> **Task statement**
Each line below should be written out again without any change.

═══ Given records

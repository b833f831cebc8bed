//! Output sinks: where a stage hands its batch onward.

use mf_types::{Reading, ReadingSet};
use parking_lot::Mutex;
use std::sync::Arc;

/// Receives the batch a stage forwards.
///
/// Implemented for any `FnMut(ReadingSet)`, so a host can pass a closure.
pub trait OutputSink {
    /// Takes ownership of a forwarded batch.
    fn emit(&mut self, readings: ReadingSet);
}

impl<F> OutputSink for F
where
    F: FnMut(ReadingSet),
{
    fn emit(&mut self, readings: ReadingSet) {
        self(readings)
    }
}

/// Sink that keeps every batch it receives.
///
/// Clones share the same storage, so one clone can be handed to a stage
/// while another is used to inspect what arrived.
#[derive(Debug, Clone, Default)]
pub struct CollectingSink {
    batches: Arc<Mutex<Vec<ReadingSet>>>,
}

impl CollectingSink {
    /// Creates an empty sink.
    pub fn new() -> Self {
        Self::default()
    }

    /// Returns the number of batches received.
    pub fn batch_count(&self) -> usize {
        self.batches.lock().len()
    }

    /// Returns a copy of every batch received, in arrival order.
    pub fn batches(&self) -> Vec<ReadingSet> {
        self.batches.lock().clone()
    }

    /// Returns every reading received, flattened across batches.
    pub fn readings(&self) -> Vec<Reading> {
        self.batches
            .lock()
            .iter()
            .flat_map(|set| set.readings().iter().cloned())
            .collect()
    }
}

impl OutputSink for CollectingSink {
    fn emit(&mut self, readings: ReadingSet) {
        self.batches.lock().push(readings);
    }
}
//! Common utilities for integration tests.

use chrono::{TimeZone, Utc};
use mf_metadata::MetadataFilter;
use mf_traits::{CollectingSink, InMemoryAssetTracker};
use mf_types::{Datapoint, FilterConfig, Reading, ReadingSet};
use std::sync::Arc;

/// A filter wired to a collecting sink and an in-memory tracker.
pub struct TestContext {
    pub filter: MetadataFilter<CollectingSink>,
    pub sink: CollectingSink,
    pub tracker: Arc<InMemoryAssetTracker>,
}

impl TestContext {
    /// Builds a context from host options given as JSON text.
    pub fn from_host_json(category: &str, host: &str) -> Self {
        let config = FilterConfig::from_json(host).unwrap();
        Self::new(category, &config)
    }

    /// Builds a context from host options.
    pub fn new(category: &str, config: &FilterConfig) -> Self {
        let sink = CollectingSink::new();
        let tracker = Arc::new(InMemoryAssetTracker::new());
        let filter =
            MetadataFilter::new(category, config, sink.clone()).with_asset_tracker(tracker.clone());
        Self {
            filter,
            sink,
            tracker,
        }
    }
}

/// A reading with a single integer datapoint, timestamped deterministically.
pub fn reading(asset: &str, name: &str, value: i64) -> Reading {
    Reading::with_datapoint(asset, Datapoint::new(name, value))
        .with_timestamp(Utc.with_ymd_and_hms(2024, 1, 1, 0, 0, 0).unwrap())
}

/// A batch of `count` readings for `asset`, each carrying `num = index`.
pub fn numbered_batch(asset: &str, count: usize) -> ReadingSet {
    (0..count)
        .map(|i| reading(asset, "num", i as i64))
        .collect::<Vec<_>>()
        .into()
}
//! Writer sink: serializes forwarded batches as JSON.

use crate::args::OutputFormat;
use mf_traits::OutputSink;
use mf_types::ReadingSet;
use std::io::{self, Write};
use tracing::error;

/// Sink that writes every forwarded reading to a writer.
///
/// The first write failure is kept and later batches are dropped; callers
/// collect the failure with [`WriterSink::finish`].
pub struct WriterSink<W: Write> {
    writer: W,
    format: OutputFormat,
    bytes_written: u64,
    readings_written: u64,
    failure: Option<io::Error>,
}

impl<W: Write> WriterSink<W> {
    /// Creates a sink writing to `writer`.
    pub fn new(writer: W, format: OutputFormat) -> Self {
        Self {
            writer,
            format,
            bytes_written: 0,
            readings_written: 0,
            failure: None,
        }
    }

    /// Returns the number of bytes written so far.
    pub fn bytes_written(&self) -> u64 {
        self.bytes_written
    }

    /// Returns the number of readings written so far.
    pub fn readings_written(&self) -> u64 {
        self.readings_written
    }

    /// Flushes the writer and reports the first failure, if any.
    pub fn finish(mut self) -> io::Result<W> {
        if let Some(e) = self.failure.take() {
            return Err(e);
        }
        self.writer.flush()?;
        Ok(self.writer)
    }

    fn write_batch(&mut self, readings: &ReadingSet) -> io::Result<()> {
        for reading in readings.readings() {
            let mut line = match self.format {
                OutputFormat::Jsonl => serde_json::to_vec(reading)?,
                OutputFormat::Json => serde_json::to_vec_pretty(reading)?,
            };
            line.push(b'\n');

            self.writer.write_all(&line)?;
            self.bytes_written += line.len() as u64;
            self.readings_written += 1;
        }
        Ok(())
    }
}

impl<W: Write> OutputSink for WriterSink<W> {
    fn emit(&mut self, readings: ReadingSet) {
        if self.failure.is_some() {
            return;
        }
        if let Err(e) = self.write_batch(&readings) {
            error!(error = %e, "Failed to write readings");
            self.failure = Some(e);
        }
    }
}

══════

> **Answer to this problem**
repository b833f831cebc8bed
//! Output sinks: where a stage hands its batch onward.

use mf_types::{Reading, ReadingSet};
use parking_lot::Mutex;
use std::sync::Arc;

/// Receives the batch a stage forwards.
///
/// Implemented for any `FnMut(ReadingSet)`, so a host can pass a closure.
pub trait OutputSink {
    /// Takes ownership of a forwarded batch.
    fn emit(&mut self, readings: ReadingSet);
}

impl<F> OutputSink for F
where
    F: FnMut(ReadingSet),
{
    fn emit(&mut self, readings: ReadingSet) {
        self(readings)
    }
}

/// Sink that keeps every batch it receives.
///
/// Clones share the same storage, so one clone can be handed to a stage
/// while another is used to inspect what arrived.
#[derive(Debug, Clone, Default)]
pub struct CollectingSink {
    batches: Arc<Mutex<Vec<ReadingSet>>>,
}

impl CollectingSink {
    /// Creates an empty sink.
    pub fn new() -> Self {
        Self::default()
    }

    /// Returns the number of batches received.
    pub fn batch_count(&self) -> usize {
        self.batches.lock().len()
    }

    /// Returns a copy of every batch received, in arrival order.
    pub fn batches(&self) -> Vec<ReadingSet> {
        self.batches.lock().clone()
    }

    /// Returns every reading received, flattened across batches.
    pub fn readings(&self) -> Vec<Reading> {
        self.batches
            .lock()
            .iter()
            .flat_map(|set| set.readings().iter().cloned())
            .collect()
    }
}

impl OutputSink for CollectingSink {
    fn emit(&mut self, readings: ReadingSet) {
        self.batches.lock().push(readings);
    }
}
//! Common utilities for integration tests.

use chrono::{TimeZone, Utc};
use mf_metadata::MetadataFilter;
use mf_traits::{CollectingSink, InMemoryAssetTracker};
use mf_types::{Datapoint, FilterConfig, Reading, ReadingSet};
use std::sync::Arc;

/// A filter wired to a collecting sink and an in-memory tracker.
pub struct TestContext {
    pub filter: MetadataFilter<CollectingSink>,
    pub sink: CollectingSink,
    pub tracker: Arc<InMemoryAssetTracker>,
}

impl TestContext {
    /// Builds a context from host options given as JSON text.
    pub fn from_host_json(category: &str, host: &str) -> Self {
        let config = FilterConfig::from_json(host).unwrap();
        Self::new(category, &config)
    }

    /// Builds a context from host options.
    pub fn new(category: &str, config: &FilterConfig) -> Self {
        let sink = CollectingSink::new();
        let tracker = Arc::new(InMemoryAssetTracker::new());
        let filter =
            MetadataFilter::new(category, config, sink.clone()).with_asset_tracker(tracker.clone());
        Self {
            filter,
            sink,
            tracker,
        }
    }
}

/// A reading with a single integer datapoint, timestamped deterministically.
pub fn reading(asset: &str, name: &str, value: i64) -> Reading {
    Reading::with_datapoint(asset, Datapoint::new(name, value))
        .with_timestamp(Utc.with_ymd_and_hms(2024, 1, 1, 0, 0, 0).unwrap())
}

/// A batch of `count` readings for `asset`, each carrying `num = index`.
pub fn numbered_batch(asset: &str, count: usize) -> ReadingSet {
    (0..count)
        .map(|i| reading(asset, "num", i as i64))
        .collect::<Vec<_>>()
        .into()
}
//! Writer sink: serializes forwarded batches as JSON.

use crate::args::OutputFormat;
use mf_traits::OutputSink;
use mf_types::ReadingSet;
use std::io::{self, Write};
use tracing::error;

/// Sink that writes every forwarded reading to a writer.
///
/// The first write failure is kept and later batches are dropped; callers
/// collect the failure with [`WriterSink::finish`].
pub struct WriterSink<W: Write> {
    writer: W,
    format: OutputFormat,
    bytes_written: u64,
    readings_written: u64,
    failure: Option<io::Error>,
}

impl<W: Write> WriterSink<W> {
    /// Creates a sink writing to `writer`.
    pub fn new(writer: W, format: OutputFormat) -> Self {
        Self {
            writer,
            format,
            bytes_written: 0,
            readings_written: 0,
            failure: None,
        }
    }

    /// Returns the number of bytes written so far.
    pub fn bytes_written(&self) -> u64 {
        self.bytes_written
    }

    /// Returns the number of readings written so far.
    pub fn readings_written(&self) -> u64 {
        self.readings_written
    }

    /// Flushes the writer and reports the first failure, if any.
    pub fn finish(mut self) -> io::Result<W> {
        if let Some(e) = self.failure.take() {
            return Err(e);
        }
        self.writer.flush()?;
        Ok(self.writer)
    }

    fn write_batch(&mut self, readings: &ReadingSet) -> io::Result<()> {
        for reading in readings.readings() {
            let mut line = match self.format {
                OutputFormat::Jsonl => serde_json::to_vec(reading)?,
                OutputFormat::Json => serde_json::to_vec_pretty(reading)?,
            };
            line.push(b'\n');

            self.writer.write_all(&line)?;
            self.bytes_written += line.len() as u64;
            self.readings_written += 1;
        }
        Ok(())
    }
}

impl<W: Write> OutputSink for WriterSink<W> {
    fn emit(&mut self, readings: ReadingSet) {
        if self.failure.is_some() {
            return;
        }
        if let Err(e) = self.write_batch(&readings) {
            error!(error = %e, "Failed to write readings");
            self.failure = Some(e);
        }
    }
}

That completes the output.